For Washington, managing its role in the crisis required a rush mentality coupled with consideration of the sensitive topic of whether it must in effect take over Haiti's now almost-nonexistent governmental structure.
"The United States is providing a lot of the glue that is keeping people communicating and working together as we try to assert authority, reinstate the government and begin to do what governments have to do to rebuild and reconstruct this damaged country," Clinton said in an interview on Fox News Channel's "Fox & Friends."

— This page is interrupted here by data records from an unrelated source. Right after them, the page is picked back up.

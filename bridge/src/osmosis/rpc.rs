// Copyright (c) Starcoin, Inc.
// SPDX-License-Identifier: Apache-2.0

//! The CometBFT RPC calls the Osmosis client relies on.

use crate::error::{BridgeError, BridgeResult};
use async_trait::async_trait;
use futures::stream::{BoxStream, StreamExt};
use tendermint_rpc::event::EventData;
use tendermint_rpc::query::{EventType, Query};
use tendermint_rpc::{Client, HttpClient, Order, SubscriptionClient, WebSocketClient};
use tracing::{info, warn};

const TX_SEARCH_PAGE_SIZE: u8 = 100;

#[derive(Clone, Debug, PartialEq, Eq)]
pub struct TxEvent {
    pub kind: String,
    pub attributes: Vec<(String, String)>,
}

/// A transaction included in a block, with its execution result.
#[derive(Clone, Debug, PartialEq, Eq)]
pub struct BlockTx {
    pub hash: String,
    /// Zero on success.
    pub code: u32,
    pub events: Vec<TxEvent>,
}

#[derive(Clone, Debug, PartialEq, Eq)]
pub struct BroadcastResult {
    /// CheckTx result code, zero when the transaction entered the mempool.
    pub code: u32,
    pub hash: String,
    pub log: String,
}

#[async_trait]
pub trait OsmosisRpc: Send + Sync + 'static {
    /// Heights of new blocks as they are committed.
    async fn subscribe_new_blocks(&self) -> BridgeResult<BoxStream<'static, BridgeResult<u64>>>;

    async fn txs_at_height(&self, height: u64) -> BridgeResult<Vec<BlockTx>>;

    /// Runs an ABCI query and returns the response value. Non-zero codes are errors.
    async fn abci_query(&self, path: &str, data: Vec<u8>) -> BridgeResult<Vec<u8>>;

    async fn broadcast_tx_sync(&self, tx: Vec<u8>) -> BridgeResult<BroadcastResult>;
}

/// [`OsmosisRpc`] over a CometBFT node: HTTP for queries, websocket for events.
pub struct CometRpc {
    http: HttpClient,
    websocket_url: String,
}

impl CometRpc {
    pub fn new(rpc_url: &str, websocket_url: &str) -> BridgeResult<Self> {
        let http = HttpClient::new(rpc_url)
            .map_err(|e| BridgeError::InvalidConfig(format!("invalid rpc url {rpc_url}: {e}")))?;
        Ok(Self {
            http,
            websocket_url: websocket_url.to_string(),
        })
    }
}

fn rpc_error(e: tendermint_rpc::Error) -> BridgeError {
    BridgeError::Rpc(e.to_string())
}

#[async_trait]
impl OsmosisRpc for CometRpc {
    async fn subscribe_new_blocks(&self) -> BridgeResult<BoxStream<'static, BridgeResult<u64>>> {
        let (client, driver) = WebSocketClient::new(self.websocket_url.as_str())
            .await
            .map_err(|e| BridgeError::Connection(e.to_string()))?;
        tokio::spawn(async move {
            if let Err(e) = driver.run().await {
                warn!("[OsmosisChainClient] Websocket driver stopped: {}", e);
            }
        });
        let subscription = client
            .subscribe(EventType::NewBlock.into())
            .await
            .map_err(|e| BridgeError::Connection(e.to_string()))?;
        info!("[OsmosisChainClient] Subscribed to new blocks at {}", self.websocket_url);

        let heights = subscription.map(move |event| {
            // the subscription lives as long as its client
            let _client = &client;
            let event = event.map_err(rpc_error)?;
            match event.data {
                EventData::NewBlock { block: Some(block), .. } => Ok(block.header.height.value()),
                other => Err(BridgeError::Parse(format!(
                    "unexpected event on new block subscription: {other:?}"
                ))),
            }
        });
        Ok(heights.boxed())
    }

    async fn txs_at_height(&self, height: u64) -> BridgeResult<Vec<BlockTx>> {
        let mut txs = Vec::new();
        let mut page = 1;
        loop {
            let response = self
                .http
                .tx_search(
                    Query::eq("tx.height", height),
                    false,
                    page,
                    TX_SEARCH_PAGE_SIZE,
                    Order::Ascending,
                )
                .await
                .map_err(rpc_error)?;
            let fetched = response.txs.len();
            txs.extend(response.txs.into_iter().map(|tx| BlockTx {
                hash: tx.hash.to_string(),
                code: tx.tx_result.code.value(),
                events: tx
                    .tx_result
                    .events
                    .into_iter()
                    .map(|event| TxEvent {
                        kind: event.kind,
                        attributes: event
                            .attributes
                            .into_iter()
                            .map(|attr| (attr.key, attr.value))
                            .collect(),
                    })
                    .collect(),
            }));
            if fetched == 0 || txs.len() >= response.total_count as usize {
                return Ok(txs);
            }
            page += 1;
        }
    }

    async fn abci_query(&self, path: &str, data: Vec<u8>) -> BridgeResult<Vec<u8>> {
        let response = self
            .http
            .abci_query(Some(path.to_string()), data, None, false)
            .await
            .map_err(rpc_error)?;
        if response.code.is_err() {
            return Err(BridgeError::Query(format!(
                "{path} failed with code {}: {}",
                response.code.value(),
                response.log
            )));
        }
        Ok(response.value)
    }

    async fn broadcast_tx_sync(&self, tx: Vec<u8>) -> BridgeResult<BroadcastResult> {
        let response = self.http.broadcast_tx_sync(tx).await.map_err(rpc_error)?;
        Ok(BroadcastResult {
            code: response.code.value(),
            hash: response.hash.to_string(),
            log: response.log,
        })
    }
}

Yet Crowley, her spokesman, stressed that while U.S. troops sent to Haiti will be under U.S. command, they're there primarily to support and rebuild the United Nations' 9,000-member peacekeeping mission and to do what it is asked by the Haitians.
"We're not taking over Haiti," he said. "We are helping to stabilize Haiti, we're helping to provide them lifesaving support and materiel and we're going to be there over the long term to help Haiti rebuild."
Crowley said U.S. officials are maintaining constant contact with the Haitian government and following its priorities.
A senior administration official said Obama explicitly directed the civilian and military personnel coordinating U.S. relief, during a Situation Room meeting Wednesday night, to "work with and through" the Haitian government "to the greatest extent possible." The official spoke on condition of anonymity because he was not authorized to discuss private meetings.
One factor in the delicate U.S. approach is a desire to not undermine Haitian President Rene Preval and recent efforts to bring more stable government to Haiti after decades of instability and disaster that have left it the Western Hemisphere's poorest nation.
And yet there were continuing signs of the near-total inability of Haiti's government to perform its duties. While the U.S. ambassador to Haiti, Kenneth Merten, had spoken several times with Preval, Obama had not yet been able to reach him, said White House spokesman Tommy Vietor.